Dramatiquement, la scène est savoureuse en raison du quiproquo, et du confident inapproprié. Mais cette tension comique se double d’un moment émouvant, puisque cette lettre, écrite secrètement par une jeune fille censée ne pas savoir écrire, est d’une redoutable efficacité amoureuse, et révèle la puissance d’un esprit désireux d’apprendre tout autant que d’aimer.
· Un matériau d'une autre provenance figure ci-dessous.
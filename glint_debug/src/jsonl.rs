// Copyright 2026 the Glint Authors
// SPDX-License-Identifier: Apache-2.0 OR MIT

//! JSON-lines trace output.
//!
//! [`JsonLinesSink`] writes one JSON object per event. Every object carries
//! `"event"` (the event kind) and `"ts_ms"` (host time in milliseconds); the
//! remaining keys depend on the kind.

use std::io::Write;

use serde_json::{Value, json};

use glint_core::element::ElementId;
use glint_core::trace::{
    CounterEvent, CounterPhase, FormEvent, HandlerEvent, LightboxEvent, LightboxTransition,
    LoadedEvent, MenuEvent, RevealEvent, TraceSink, VisibleEvent,
};

/// Writes newline-delimited JSON trace events.
pub struct JsonLinesSink<W: Write> {
    writer: W,
}

impl<W: Write> std::fmt::Debug for JsonLinesSink<W> {
    fn fmt(&self, f: &mut std::fmt::Formatter<'_>) -> std::fmt::Result {
        f.debug_struct("JsonLinesSink").finish_non_exhaustive()
    }
}

impl<W: Write> JsonLinesSink<W> {
    /// Creates a sink that writes to `writer`.
    #[must_use]
    pub fn new(writer: W) -> Self {
        Self { writer }
    }

    /// Returns the destination.
    pub fn into_inner(self) -> W {
        self.writer
    }

    fn emit(&mut self, value: &Value) {
        if serde_json::to_writer(&mut self.writer, value).is_ok() {
            let _ = self.writer.write_all(b"\n");
        }
    }
}

fn element(id: ElementId) -> u32 {
    id.index()
}

impl<W: Write> TraceSink for JsonLinesSink<W> {
    fn on_handler(&mut self, e: &HandlerEvent) {
        self.emit(&json!({
            "event": "handler",
            "ts_ms": e.at.as_millis_f64(),
            "handler": format!("{:?}", e.handler),
            "source": format!("{:?}", e.source),
            "admitted": e.admitted,
        }));
    }

    fn on_visible(&mut self, e: &VisibleEvent) {
        self.emit(&json!({
            "event": "visible",
            "ts_ms": e.at.as_millis_f64(),
            "watcher": format!("{:?}", e.watcher),
            "element": element(e.element),
            "degraded": e.degraded,
        }));
    }

    fn on_reveal(&mut self, e: &RevealEvent) {
        self.emit(&json!({
            "event": "reveal",
            "ts_ms": e.at.as_millis_f64(),
            "element": element(e.element),
        }));
    }

    fn on_counter(&mut self, e: &CounterEvent) {
        let (phase, args) = match e.phase {
            CounterPhase::Scheduled { delay } => {
                ("scheduled", json!({ "delay_ms": delay.as_millis_f64() }))
            }
            CounterPhase::Started { target } => ("started", json!({ "target": target })),
            CounterPhase::Finished { value } => ("finished", json!({ "value": value })),
        };
        self.emit(&json!({
            "event": "counter",
            "ts_ms": e.at.as_millis_f64(),
            "watcher": format!("{:?}", e.watcher),
            "element": element(e.element),
            "phase": phase,
            "args": args,
        }));
    }

    fn on_lightbox(&mut self, e: &LightboxEvent) {
        let (transition, trigger) = match e.transition {
            LightboxTransition::Opened => ("opened", Value::Null),
            LightboxTransition::Replaced => ("replaced", Value::Null),
            LightboxTransition::Closed(t) => ("closed", Value::String(format!("{t:?}"))),
        };
        self.emit(&json!({
            "event": "lightbox",
            "ts_ms": e.at.as_millis_f64(),
            "transition": transition,
            "trigger": trigger,
        }));
    }

    fn on_form(&mut self, e: &FormEvent) {
        self.emit(&json!({
            "event": "form",
            "ts_ms": e.at.as_millis_f64(),
            "from": format!("{:?}", e.from),
            "to": format!("{:?}", e.to),
            "errors": e.errors,
        }));
    }

    fn on_menu(&mut self, e: &MenuEvent) {
        self.emit(&json!({
            "event": "menu",
            "ts_ms": e.at.as_millis_f64(),
            "open": e.open,
        }));
    }

    fn on_loaded(&mut self, e: &LoadedEvent) {
        self.emit(&json!({
            "event": "loaded",
            "ts_ms": e.at.as_millis_f64(),
            "elements": e.elements,
            "degraded": e.degraded,
        }));
    }
}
Du point de vue formel, le fait que la lettre soit écrite en prose, au cœur d’une pièce en vers, achève de lui donner un relief et un naturel inattendus.


Photographies de la mise en scène de Jean-Luc Boutté (1992) avec Jacques Weber et Isabelle Carré http://gallica.bnf.fr/ark:/12148/btv1b9068608t.r=L%27%C3%A9cole%20des%20femmes


Horace Mais il faut qu'en ami je vous montre la lettre.
Tout ce que son cœur sent, sa main a su l'y mettre,
Mais en termes touchants et tous pleins de bonté,
De tendresse innocente et d'ingénuité,
De la manière enfin que la pure nature
Exprime de l'amour la première blessure.

Arnolphe, bas. Voilà, friponne, à quoi l'écriture te sert ;
Et contre mon dessein l'art t'en fut découvert.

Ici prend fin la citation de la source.